PT: Honestly, I’m usually thinking more like I’m trying to unlearn the lessons of watching movies. I feel really strongly, and I don’t know if Zadie Smith was the first to say this, but I’ll credit her since it’s maybe the most recent. “Writers, if you’re writing a novel or a short story, you should be essentially trying to make it unfilmable or, if not unfilmable, fundamentally different. You chose this form to tell the story. You should try to make it the best form for it to be and not just write, basically, a treatment for a screenplay.”

I take that to heart. I think about that. My degree was in math. I didn’t study English. I didn’t get an MFA. I never even took a creative writingPaul Tremblay class. I came to reading for pleasure kind of late. I don’t mean this as an anti-intellectual thing. I have a point. I read as a student because I was a good, mousy high school student who read all the assigned books. But I wasn’t a big reader for pleasure. I was a child of the ’80s who came home and watched cable TV and listened to records. I didn’t fall in love with reading until my early 20s.

So when I first started reading and first started writing, I had this real lack of self-esteem and agita over the fact, like, oh man, I haven’t read all these books! For my formative years, what I knew of a story was almost exclusively from film and television, based on the amount that I consumed.

This book for me was like I wanted to play with, hey, what did I learn and what did I have to unlearn from watching too many movies? But at the same time, what’s cool about both? So, yeah, there’s a screenplay, but I also purposely wrote the screenplay in a way that no executive in Hollywood would ever accept.

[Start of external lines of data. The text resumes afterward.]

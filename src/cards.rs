use std::fmt;
use std::str::FromStr;

use serde::{Deserialize, Serialize};
use thiserror::Error;

#[derive(Debug, Clone, Copy, PartialEq, Eq, Hash, Serialize, Deserialize)]
pub enum Suit {
    Clubs,
    Diamonds,
    Hearts,
    Spades,
}

impl Suit {
    pub const ALL: [Suit; 4] = [Suit::Clubs, Suit::Diamonds, Suit::Hearts, Suit::Spades];

    #[inline]
    pub fn index(self) -> u8 {
        match self {
            Suit::Clubs => 0,
            Suit::Diamonds => 1,
            Suit::Hearts => 2,
            Suit::Spades => 3,
        }
    }

    #[inline]
    fn from_index(idx: u8) -> Self {
        debug_assert!(idx < 4);
        Self::ALL[(idx & 0b11) as usize]
    }

    /// Unicode glyph used by the two-character card notation.
    #[inline]
    pub fn glyph(self) -> char {
        match self {
            Suit::Clubs => '\u{2663}',
            Suit::Diamonds => '\u{2666}',
            Suit::Hearts => '\u{2665}',
            Suit::Spades => '\u{2660}',
        }
    }

    /// ASCII fallback letter accepted on parse.
    #[inline]
    pub fn letter(self) -> char {
        match self {
            Suit::Clubs => 'C',
            Suit::Diamonds => 'D',
            Suit::Hearts => 'H',
            Suit::Spades => 'S',
        }
    }

    #[inline]
    fn from_symbol(ch: char) -> Option<Self> {
        let ch = if ch.is_ascii() { ch.to_ascii_uppercase() } else { ch };
        Suit::ALL
            .into_iter()
            .find(|s| s.glyph() == ch || s.letter() == ch)
    }
}

#[derive(Debug, Clone, Copy, PartialEq, Eq, Hash, Serialize, Deserialize)]
pub enum Rank {
    Jack,
    Queen,
    King,
    Ace,
}

impl Rank {
    pub const ALL: [Rank; 4] = [Rank::Jack, Rank::Queen, Rank::King, Rank::Ace];

    #[inline]
    pub fn index(self) -> u8 {
        match self {
            Rank::Jack => 0,
            Rank::Queen => 1,
            Rank::King => 2,
            Rank::Ace => 3,
        }
    }

    #[inline]
    fn from_index(idx: u8) -> Self {
        debug_assert!(idx < 4);
        Self::ALL[(idx & 0b11) as usize]
    }

    #[inline]
    pub fn symbol(self) -> char {
        match self {
            Rank::Jack => 'J',
            Rank::Queen => 'Q',
            Rank::King => 'K',
            Rank::Ace => 'A',
        }
    }

    #[inline]
    fn from_symbol(ch: char) -> Option<Self> {
        let ch = ch.to_ascii_uppercase();
        Rank::ALL.into_iter().find(|r| r.symbol() == ch)
    }
}

/// One of the 16 distinct cards, packed as `suit << 2 | rank`.
///
/// The packing is part of the board-input contract: a board may be supplied
/// as raw card indices in 0..16 as well as in two-character notation.
#[derive(Debug, Clone, Copy, PartialEq, Eq, Hash, Serialize, Deserialize)]
#[serde(transparent)]
pub struct Card(u8);

impl Card {
    #[inline]
    pub fn new(suit: Suit, rank: Rank) -> Self {
        Card(suit.index() << 2 | rank.index())
    }

    /// Decode a raw card index; `None` when outside 0..16.
    #[inline]
    pub fn from_index(idx: u8) -> Option<Self> {
        (idx < 16).then_some(Card(idx))
    }

    #[inline]
    pub fn index(self) -> u8 {
        self.0
    }

    #[inline]
    pub fn suit(self) -> Suit {
        Suit::from_index(self.0 >> 2)
    }

    #[inline]
    pub fn rank(self) -> Rank {
        Rank::from_index(self.0 & 0b11)
    }

    /// Whether a follow-up card may legally be played after this one.
    #[inline]
    pub fn matches(self, other: Card) -> bool {
        self.rank() == other.rank() || self.suit() == other.suit()
    }

    /// Non-throwing twin of the `FromStr` parse.
    #[inline]
    pub fn try_parse(s: &str) -> Option<Self> {
        s.parse().ok()
    }
}

#[derive(Debug, Error, Clone, PartialEq, Eq)]
pub enum ParseCardError {
    #[error("card notation must be exactly two characters, got {0:?}")]
    Length(String),
    #[error("unknown rank symbol {0:?}, expected one of J, Q, K, A")]
    Rank(char),
    #[error("unknown suit symbol {0:?}, expected a suit glyph or C, D, H, S")]
    Suit(char),
}

impl fmt::Display for Card {
    fn fmt(&self, f: &mut fmt::Formatter<'_>) -> fmt::Result {
        write!(f, "{}{}", self.rank().symbol(), self.suit().glyph())
    }
}

impl FromStr for Card {
    type Err = ParseCardError;

    /// Parses the two-character notation: rank symbol then suit glyph,
    /// with C/D/H/S accepted in place of the glyph.
    fn from_str(s: &str) -> Result<Self, Self::Err> {
        let mut chars = s.chars();
        let (Some(rank_ch), Some(suit_ch), None) = (chars.next(), chars.next(), chars.next())
        else {
            return Err(ParseCardError::Length(s.to_owned()));
        };
        let rank = Rank::from_symbol(rank_ch).ok_or(ParseCardError::Rank(rank_ch))?;
        let suit = Suit::from_symbol(suit_ch).ok_or(ParseCardError::Suit(suit_ch))?;
        Ok(Card::new(suit, rank))
    }
}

I was setting out to break the rules of a movie and more sort of unleash the power of what written word can do compared to a movie.

W4W: I’m going to jump into the chat and pull a question out. “I spent 20 years in the military and found creative writing to be a powerful way to process those experiences. I’m drawn to horror and surreal tones, and I admire how you use them in your work. If you had to give one piece of advice to a veteran like me on using writing as a tool for healing while still creating compelling stories, what would it be?”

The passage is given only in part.